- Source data

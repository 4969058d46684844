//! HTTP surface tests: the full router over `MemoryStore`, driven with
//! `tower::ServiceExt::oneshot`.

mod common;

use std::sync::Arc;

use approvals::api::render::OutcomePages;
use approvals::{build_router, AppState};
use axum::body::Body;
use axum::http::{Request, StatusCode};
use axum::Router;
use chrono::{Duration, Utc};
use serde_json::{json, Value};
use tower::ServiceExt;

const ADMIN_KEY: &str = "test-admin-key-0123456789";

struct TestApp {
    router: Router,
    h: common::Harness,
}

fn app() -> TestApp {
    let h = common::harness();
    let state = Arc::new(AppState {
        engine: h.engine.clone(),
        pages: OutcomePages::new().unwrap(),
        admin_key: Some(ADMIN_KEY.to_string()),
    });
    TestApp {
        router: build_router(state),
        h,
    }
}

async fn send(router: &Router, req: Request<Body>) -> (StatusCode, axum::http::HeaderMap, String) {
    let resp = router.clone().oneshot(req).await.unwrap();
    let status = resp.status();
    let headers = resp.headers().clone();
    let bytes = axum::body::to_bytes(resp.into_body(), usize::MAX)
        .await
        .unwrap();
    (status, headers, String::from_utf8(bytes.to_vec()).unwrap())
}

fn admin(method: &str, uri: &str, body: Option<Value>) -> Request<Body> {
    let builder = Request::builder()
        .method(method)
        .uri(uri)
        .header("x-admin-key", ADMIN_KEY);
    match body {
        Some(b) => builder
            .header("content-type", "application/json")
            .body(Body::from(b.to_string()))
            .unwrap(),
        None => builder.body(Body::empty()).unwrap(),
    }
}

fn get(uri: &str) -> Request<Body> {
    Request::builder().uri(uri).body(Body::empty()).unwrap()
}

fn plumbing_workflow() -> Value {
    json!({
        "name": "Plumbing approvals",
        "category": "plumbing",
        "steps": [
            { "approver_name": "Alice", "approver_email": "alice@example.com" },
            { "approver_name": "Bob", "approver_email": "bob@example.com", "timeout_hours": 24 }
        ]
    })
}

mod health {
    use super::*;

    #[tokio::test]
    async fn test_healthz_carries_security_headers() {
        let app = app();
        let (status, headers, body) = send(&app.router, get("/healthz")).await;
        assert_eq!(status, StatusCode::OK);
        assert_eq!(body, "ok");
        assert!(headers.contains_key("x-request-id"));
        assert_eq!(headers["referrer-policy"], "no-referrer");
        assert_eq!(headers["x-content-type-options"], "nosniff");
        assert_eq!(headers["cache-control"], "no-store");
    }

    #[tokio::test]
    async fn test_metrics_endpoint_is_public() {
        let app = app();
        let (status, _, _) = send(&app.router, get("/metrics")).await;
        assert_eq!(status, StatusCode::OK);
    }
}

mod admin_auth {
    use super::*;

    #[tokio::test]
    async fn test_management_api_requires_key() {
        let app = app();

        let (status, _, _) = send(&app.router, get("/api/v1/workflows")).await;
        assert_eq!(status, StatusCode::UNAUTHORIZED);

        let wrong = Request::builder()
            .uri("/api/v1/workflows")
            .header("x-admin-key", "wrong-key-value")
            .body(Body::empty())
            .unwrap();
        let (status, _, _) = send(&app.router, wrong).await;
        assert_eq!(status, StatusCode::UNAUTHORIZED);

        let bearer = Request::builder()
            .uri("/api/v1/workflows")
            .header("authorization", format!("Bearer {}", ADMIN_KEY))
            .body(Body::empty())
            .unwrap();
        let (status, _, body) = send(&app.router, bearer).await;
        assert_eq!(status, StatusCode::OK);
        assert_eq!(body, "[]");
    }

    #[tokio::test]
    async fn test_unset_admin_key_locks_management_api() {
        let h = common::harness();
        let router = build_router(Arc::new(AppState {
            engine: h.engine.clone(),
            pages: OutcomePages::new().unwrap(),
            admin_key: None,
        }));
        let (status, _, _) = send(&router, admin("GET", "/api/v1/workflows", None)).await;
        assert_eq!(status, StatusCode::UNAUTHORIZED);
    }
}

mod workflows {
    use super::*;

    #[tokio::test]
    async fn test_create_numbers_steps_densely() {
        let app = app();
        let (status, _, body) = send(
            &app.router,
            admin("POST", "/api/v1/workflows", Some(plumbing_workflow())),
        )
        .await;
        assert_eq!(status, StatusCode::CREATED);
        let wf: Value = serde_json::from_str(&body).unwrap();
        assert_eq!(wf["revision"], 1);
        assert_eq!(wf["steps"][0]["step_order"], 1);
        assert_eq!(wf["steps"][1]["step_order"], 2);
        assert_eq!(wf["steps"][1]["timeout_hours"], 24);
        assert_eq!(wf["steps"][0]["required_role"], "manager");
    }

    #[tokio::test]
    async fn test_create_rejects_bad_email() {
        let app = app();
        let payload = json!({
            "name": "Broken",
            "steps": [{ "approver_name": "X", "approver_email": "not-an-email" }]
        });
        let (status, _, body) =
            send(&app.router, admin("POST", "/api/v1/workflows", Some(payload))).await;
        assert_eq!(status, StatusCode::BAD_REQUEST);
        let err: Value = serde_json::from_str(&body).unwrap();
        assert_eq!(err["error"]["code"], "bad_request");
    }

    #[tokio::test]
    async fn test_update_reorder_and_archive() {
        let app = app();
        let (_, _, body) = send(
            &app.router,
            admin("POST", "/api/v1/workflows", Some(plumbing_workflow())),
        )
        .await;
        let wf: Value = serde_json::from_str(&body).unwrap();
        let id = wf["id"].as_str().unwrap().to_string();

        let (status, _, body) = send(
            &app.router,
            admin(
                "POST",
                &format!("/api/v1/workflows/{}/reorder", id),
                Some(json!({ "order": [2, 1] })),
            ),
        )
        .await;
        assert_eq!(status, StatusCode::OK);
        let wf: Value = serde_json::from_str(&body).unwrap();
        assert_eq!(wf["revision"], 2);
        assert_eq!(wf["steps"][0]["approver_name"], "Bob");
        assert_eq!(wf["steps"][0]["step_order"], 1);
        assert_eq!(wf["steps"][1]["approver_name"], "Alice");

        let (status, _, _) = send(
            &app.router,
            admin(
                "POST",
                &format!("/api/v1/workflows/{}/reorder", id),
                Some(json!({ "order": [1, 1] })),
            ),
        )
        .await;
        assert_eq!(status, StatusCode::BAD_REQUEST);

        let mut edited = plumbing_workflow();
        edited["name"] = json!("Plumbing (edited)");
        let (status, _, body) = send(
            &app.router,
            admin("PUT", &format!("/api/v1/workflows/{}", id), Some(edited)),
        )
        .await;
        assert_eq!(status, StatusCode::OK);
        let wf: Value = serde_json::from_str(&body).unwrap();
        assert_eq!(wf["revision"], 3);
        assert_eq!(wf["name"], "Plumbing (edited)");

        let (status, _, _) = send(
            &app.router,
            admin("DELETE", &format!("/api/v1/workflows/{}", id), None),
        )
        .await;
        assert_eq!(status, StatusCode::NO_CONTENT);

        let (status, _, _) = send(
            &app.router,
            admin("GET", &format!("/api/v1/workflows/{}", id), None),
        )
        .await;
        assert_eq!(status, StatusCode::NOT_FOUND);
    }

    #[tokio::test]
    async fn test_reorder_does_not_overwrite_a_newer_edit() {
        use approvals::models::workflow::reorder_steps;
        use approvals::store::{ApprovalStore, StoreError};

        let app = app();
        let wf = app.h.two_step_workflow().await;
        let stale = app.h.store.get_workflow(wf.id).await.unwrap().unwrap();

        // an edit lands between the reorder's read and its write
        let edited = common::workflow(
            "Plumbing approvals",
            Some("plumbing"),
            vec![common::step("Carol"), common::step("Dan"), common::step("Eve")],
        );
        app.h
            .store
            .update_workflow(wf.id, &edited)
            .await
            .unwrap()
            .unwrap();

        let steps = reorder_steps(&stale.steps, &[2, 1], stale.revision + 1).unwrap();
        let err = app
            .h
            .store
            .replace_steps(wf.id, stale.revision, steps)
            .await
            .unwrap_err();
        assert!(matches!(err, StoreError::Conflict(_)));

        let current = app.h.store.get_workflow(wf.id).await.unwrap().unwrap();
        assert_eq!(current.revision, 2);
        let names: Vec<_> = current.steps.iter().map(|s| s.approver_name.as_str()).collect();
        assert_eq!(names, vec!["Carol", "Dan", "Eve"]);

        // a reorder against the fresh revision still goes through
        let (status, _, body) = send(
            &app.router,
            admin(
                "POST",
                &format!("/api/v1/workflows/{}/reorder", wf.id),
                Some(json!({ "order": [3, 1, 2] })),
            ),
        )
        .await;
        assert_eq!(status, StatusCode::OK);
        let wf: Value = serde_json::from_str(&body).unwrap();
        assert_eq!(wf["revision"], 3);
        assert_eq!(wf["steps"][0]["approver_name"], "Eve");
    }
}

- ABOUT THIS EXERCISE
Retype exactly the lines from the start of the entries through the one with "use axum::body::Body;"; include both ends.

- RESPONSE AREA
repository 4969058d46684844
//! HTTP surface tests: the full router over `MemoryStore`, driven with
//! `tower::ServiceExt::oneshot`.

mod common;

use std::sync::Arc;

use approvals::api::render::OutcomePages;
use approvals::{build_router, AppState};
use axum::body::Body;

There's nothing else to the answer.